How do you decide? It's all very personal. Some factors to weigh:

  • Private cord banking requires an annual fee. The blood may only be accessed for a family's private use (sometimes known as a directed donation). The blood may one day be used to treat your child, should your child become ill with certain diseases, or it could help a sick sibling or relative.
  • Public cord banks donate to anyone who might need it. The blood may also be used for research. Usually there is no fee.
  • There is little risk to donors.
  • The odds are pretty low that you'll ever need the blood.
  • These cells can be used to treat some people (mostly children) with about 70 diseases, including leukemia, lymphoma, sickle cell anemia, neuroblastoma and more; they can also help the body recover from some cancer treatments which destroy healthy cells (like chemotherapy and radiation).
  • The Institute of Medicine reports that HPCs have recently saved more than 20,000 lives in the United States. Of that number, just 6,000 came from cord blood transplants.
  • Although the science of cord blood stem transplantation is about 20 years old, it's still a relatively new procedure compared to transplanting with other methods like peripheral blood or marrow stem cells.
  • There may be undetected genetic diseases at the time of birth, and these might be unknowingly transplanted to the recipient. The follow-up required to track this possibility must be done for months or years after the baby is born and has proven difficult.

The Leukemia and Lymphoma Society suggests that parents have a conversation with their doctor or midwife about possible donation about two months before their baby's expected due date. Keep in mind that not every hospital participates in blood banking, so it's a good idea to inquire about public banking in advance.

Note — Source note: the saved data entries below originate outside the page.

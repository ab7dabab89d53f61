//! Unit of Work 模式
//!
//! 凭据存储与激活令牌存储在同一事务中协调，写入要么一起提交，要么都不生效。

use agora_errors::AppResult;
use async_trait::async_trait;

use crate::domain::repositories::{UserRepository, VerificationTokenRepository};

/// Unit of Work trait
///
/// ```ignore
/// let uow = uow_factory.begin().await?;
/// uow.users().save(&user).await?;
/// uow.verification_tokens().save(&token).await?;
/// uow.commit().await?;
/// ```
///
/// 未提交即被丢弃的工作单元视为回滚。
#[async_trait]
pub trait UnitOfWork: Send + Sync {
    fn users(&self) -> &dyn UserRepository;

    fn verification_tokens(&self) -> &dyn VerificationTokenRepository;

    async fn commit(self: Box<Self>) -> AppResult<()>;

    async fn rollback(self: Box<Self>) -> AppResult<()>;
}

/// Unit of Work 工厂
#[async_trait]
pub trait UnitOfWorkFactory: Send + Sync {
    /// 开始新的事务
    async fn begin(&self) -> AppResult<Box<dyn UnitOfWork>>;
}
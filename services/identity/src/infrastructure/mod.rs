//! 基础设施层

pub mod cleanup;
pub mod notification;
pub mod persistence;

It's also important to tell your delivery nurse if you want to donate.

Check out to see a network of public cord banks and participating hospitals.

If you plan to bank privately, arrange to do so in advance and check to make sure your obstetrician or midwife agrees to participate in the collection. Once you sign a contract and pay the initial fee, you'll get the collection kit. Some health insurance may cover the initial and storage fees.